The uproar over asbestos-tainted makeup has prompted federal lawmakers to examine the problem. In March 2019, the House Subcommittee on Economic and Consumer Policy held a public hearing on the health risks of long-term use of products with talc and the regulatory framework that monitors these products.
In his opening remarks, Rep. Raja Krishnamoorthi, a Democrat from Illinois who chairs the subcommittee, blasted existing statutes for making the FDA a toothless tiger.
“Let’s be clear, there is no question that exposure to asbestos is hazardous to human health. And geologists know that asbestos can be found in rock formations that also contain talc. Yet, the FDA cannot order any manufacturer to recall personal care products that potentially contain asbestos,” Krishnamoorthi said.
"Let’s be clear, there is no question that exposure to asbestos is hazardous to human health."
The reason, Krishnamoorthi explained, is a loophole in the law that prevents the agency from ordering necessary recalls, mandating risk labeling and requiring reports of adverse events. Instead, compliance with FDA guidelines is entirely voluntary for the cosmetics industry. Krishnamoorthi vowed that his committee is laser focused on changing the regulations to protect consumers.
Other lawmakers, meanwhile, have introduced legislation in response to the problem. In March 2019, Reps. Debbie Dingell, a Democrat from Michigan, and Jan Schakowsky, a Democrat from Illinois, introduced the Children Products Warning Act of 2019, or H.R. 1816.

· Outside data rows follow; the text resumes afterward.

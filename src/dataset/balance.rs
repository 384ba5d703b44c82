//! Class balancing by minority upsampling

use super::LabeledRecord;
use rand::prelude::*;

/// Balance outcome classes by upsampling the minority with replacement.
///
/// Splits by label, upsamples the smaller class to the larger class's size,
/// concatenates and shuffles under the seed. When one class is absent the
/// input is returned unchanged; single-class training is legal, though
/// metrics that need both classes will degenerate downstream.
pub fn balance(records: Vec<LabeledRecord>, seed: u64) -> Vec<LabeledRecord> {
    let (positives, negatives): (Vec<_>, Vec<_>) =
        records.into_iter().partition(|r| r.label == 1);

    let (majority, minority) = if positives.len() >= negatives.len() {
        (positives, negatives)
    } else {
        (negatives, positives)
    };

    if minority.is_empty() {
        return majority;
    }

    let mut rng = StdRng::seed_from_u64(seed);
    let mut balanced = majority;
    let target = balanced.len();
    for _ in 0..target {
        balanced.push(minority[rng.gen_range(0..minority.len())].clone());
    }
    balanced.shuffle(&mut rng);
    balanced
}
//! Negative-case synthesis
//!
//! Demo datasets are dominated by positive outcomes. When negatives are too
//! sparse to train on, plausible negative cases are synthesized by resampling
//! positive records and overwriting their risk attributes along a three-tier
//! severity distribution (60% low risk, 30% moderate, 10% borderline).

use super::{count_label, LabeledRecord};
use rand::prelude::*;

/// Configuration for negative-case synthesis.
#[derive(Debug, Clone)]
pub struct SynthesisConfig {
    /// Synthesize only when the dataset holds fewer negatives than this.
    pub min_negatives: usize,
    /// Upper bound on the number of positives resampled as templates.
    pub pool_cap: usize,
    pub seed: u64,
}

impl Default for SynthesisConfig {
    fn default() -> Self {
        Self { min_negatives: 10, pool_cap: 500, seed: 42 }
    }
}

/// Append synthesized negative records when negatives are too sparse.
///
/// Resamples `min(pool_cap, len)` positive records with replacement and
/// rewrites each into a negative profile. Deterministic under the seed.
/// A dataset without positive records is left unchanged.
pub fn augment_negatives(records: &mut Vec<LabeledRecord>, config: &SynthesisConfig) {
    if count_label(records, 0) >= config.min_negatives {
        return;
    }

    let positives: Vec<usize> = records
        .iter()
        .enumerate()
        .filter(|(_, r)| r.label == 1)
        .map(|(i, _)| i)
        .collect();
    if positives.is_empty() {
        return;
    }

    let mut rng = StdRng::seed_from_u64(config.seed);
    let n = config.pool_cap.min(records.len());

    let mut synthesized = Vec::with_capacity(n);
    for _ in 0..n {
        let template = positives[rng.gen_range(0..positives.len())];
        let mut record = records[template].clone();
        let tier = rng.gen::<f64>();
        if tier < 0.6 {
            rewrite_low_risk(&mut record, &mut rng);
        } else if tier < 0.9 {
            rewrite_sampled_risk(&mut record, &mut rng, 41, 60);
        } else {
            rewrite_sampled_risk(&mut record, &mut rng, 61, 75);
        }
        record.label = 0;
        synthesized.push(record);
    }

    records.extend(synthesized);
}

/// Young patient with every risk attribute set to its healthy value.
fn rewrite_low_risk<R: Rng>(record: &mut LabeledRecord, rng: &mut R) {
    let p = &mut record.patient;
    p.age = rng.gen_range(18..=40);
    p.gender = "Male".to_string();
    p.hormonal_changes = "Normal".to_string();
    p.family_history = "No".to_string();
    p.body_weight = "Normal".to_string();
    p.calcium_intake = "Adequate".to_string();
    p.vitamin_d_intake = "Sufficient".to_string();
    p.physical_activity = "Active".to_string();
    p.smoking = "No".to_string();
    p.alcohol_consumption = "None".to_string();
    p.medical_conditions = "None".to_string();
    p.medications = "None".to_string();
    p.prior_fractures = "No".to_string();
}

/// Moderate or borderline profile: each attribute drawn independently from
/// a small risk-relevant set, age drawn from the tier's range.
fn rewrite_sampled_risk<R: Rng>(record: &mut LabeledRecord, rng: &mut R, age_min: i64, age_max: i64) {
    let pick = |rng: &mut R, options: &[&str]| options[rng.gen_range(0..options.len())].to_string();

    let p = &mut record.patient;
    p.age = rng.gen_range(age_min..=age_max);
    p.gender = pick(rng, &["Male", "Female"]);
    p.hormonal_changes = pick(rng, &["Normal", "Postmenopausal"]);
    p.family_history = pick(rng, &["No", "Yes"]);
    p.body_weight = pick(rng, &["Normal", "Underweight"]);
    p.calcium_intake = pick(rng, &["Adequate", "Low"]);
    p.vitamin_d_intake = pick(rng, &["Sufficient", "Insufficient"]);
    p.physical_activity = pick(rng, &["Active", "Sedentary"]);
    p.smoking = pick(rng, &["No", "Yes"]);
    p.alcohol_consumption = pick(rng, &["None", "Moderate"]);
    p.medical_conditions = pick(rng, &["None", "Rheumatoid Arthritis", "Hyperthyroidism"]);
    p.medications = pick(rng, &["None", "Corticosteroids"]);
    p.prior_fractures = pick(rng, &["No", "Yes"]);
}

#[cfg(test)]
mod tests {
    use super::*;
    use crate::dataset::sample_patient;

    fn dataset(positives: usize, negatives: usize) -> Vec<LabeledRecord> {
        let mut records = Vec::new();
        for _ in 0..positives {
            records.push(LabeledRecord { patient: sample_patient(), label: 1 });
        }
        for _ in 0..negatives {
            records.push(LabeledRecord { patient: sample_patient(), label: 0 });
        }
        records
    }

    #[test]
    fn test_sparse_negatives_trigger_synthesis() {
        let mut records = dataset(100, 2);
        augment_negatives(&mut records, &SynthesisConfig::default());
        assert!(count_label(&records, 0) >= 10);
        // all synthesized records are negatives appended after the originals
        assert_eq!(count_label(&records, 1), 100);
    }

    #[test]
    fn test_enough_negatives_skips_synthesis() {
        let mut records = dataset(50, 20);
        augment_negatives(&mut records, &SynthesisConfig::default());
        assert_eq!(records.len(), 70);
    }

    #[test]
    fn test_no_positives_skips_synthesis() {
        let mut records = dataset(0, 2);
        augment_negatives(&mut records, &SynthesisConfig::default());
        assert_eq!(records.len(), 2);
    }

    #[test]
    fn test_deterministic_under_seed() {
        let mut a = dataset(40, 0);
        let mut b = dataset(40, 0);
        let config = SynthesisConfig::default();
        augment_negatives(&mut a, &config);
        augment_negatives(&mut b, &config);
        assert_eq!(a, b);
    }

    #[test]
    fn test_synthesized_ages_follow_tiers() {
        let mut records = dataset(200, 0);
        augment_negatives(&mut records, &SynthesisConfig::default());
        for record in records.iter().filter(|r| r.label == 0) {
            assert!((18..=75).contains(&record.patient.age));
        }
    }
}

The bill would require all cosmetics with talc marketed to children to carry a warning label stating that the product hasn’t been tested for asbestos contamination unless the manufacturer attests to the Health and Human Services’ Secretary that it gets its talc from an asbestos-free mine and has tests proving the products are asbestos free.
Avoid Talc, Find Alternatives
In the meantime, consumers are at the mercy of manufacturers and have limited options when it comes to protecting themselves.
The only foolproof option is to avoid makeup products that contain talc. Before making a purchase, always check the ingredient label on the item. In some cases, you may have to go online to the manufacturer’s website or even call the company to get the information you’re seeking.
Another good place to look is EWG’s Skin Deep Cosmetics Database. The database contains ingredient information — along with potential health hazards related to those ingredients — for more than 71,000 products.
A good alternative is to choose makeup products that are known to be talc-free. There are many cosmetic lines that only sell talc-free makeup. They include: Omiana, Pacifica, and Nordstrom Natural Beauty & Wellness. You can search the internet or look at EWG’s database for other options.